YOUR GOAL:
Every line below that holds the word "backend" must be listed.

START GIVEN RECORDS

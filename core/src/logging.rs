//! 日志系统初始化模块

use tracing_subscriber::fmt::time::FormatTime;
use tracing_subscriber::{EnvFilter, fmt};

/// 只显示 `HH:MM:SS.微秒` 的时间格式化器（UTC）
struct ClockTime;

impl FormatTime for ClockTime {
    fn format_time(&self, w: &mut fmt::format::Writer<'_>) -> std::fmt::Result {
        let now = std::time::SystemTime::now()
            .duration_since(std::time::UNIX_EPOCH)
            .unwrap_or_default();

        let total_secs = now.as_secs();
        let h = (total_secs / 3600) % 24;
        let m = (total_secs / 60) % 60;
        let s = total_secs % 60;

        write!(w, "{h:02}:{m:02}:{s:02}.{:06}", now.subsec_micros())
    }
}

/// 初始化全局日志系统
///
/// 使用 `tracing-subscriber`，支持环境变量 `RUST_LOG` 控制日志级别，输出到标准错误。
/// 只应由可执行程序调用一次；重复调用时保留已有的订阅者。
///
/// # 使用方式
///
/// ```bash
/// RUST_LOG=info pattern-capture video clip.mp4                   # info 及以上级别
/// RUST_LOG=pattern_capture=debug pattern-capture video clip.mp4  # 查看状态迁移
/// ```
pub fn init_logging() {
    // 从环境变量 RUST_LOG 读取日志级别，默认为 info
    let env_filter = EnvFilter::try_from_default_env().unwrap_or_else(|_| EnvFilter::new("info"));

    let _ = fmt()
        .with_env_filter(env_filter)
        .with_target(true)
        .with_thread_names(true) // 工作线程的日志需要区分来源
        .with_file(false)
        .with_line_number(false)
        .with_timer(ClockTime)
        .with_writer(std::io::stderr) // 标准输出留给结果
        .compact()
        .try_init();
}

END GIVEN RECORDS
START GIVEN RECORDS

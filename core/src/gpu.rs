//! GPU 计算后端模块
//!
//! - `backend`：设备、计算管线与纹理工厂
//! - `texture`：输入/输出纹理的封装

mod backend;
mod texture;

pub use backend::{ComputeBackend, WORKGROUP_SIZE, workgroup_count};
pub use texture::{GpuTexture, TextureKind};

END GIVEN RECORDS

RESULT OF THE TASK:
//! - `backend`：设备、计算管线与纹理工厂
mod backend;
pub use backend::{ComputeBackend, WORKGROUP_SIZE, workgroup_count};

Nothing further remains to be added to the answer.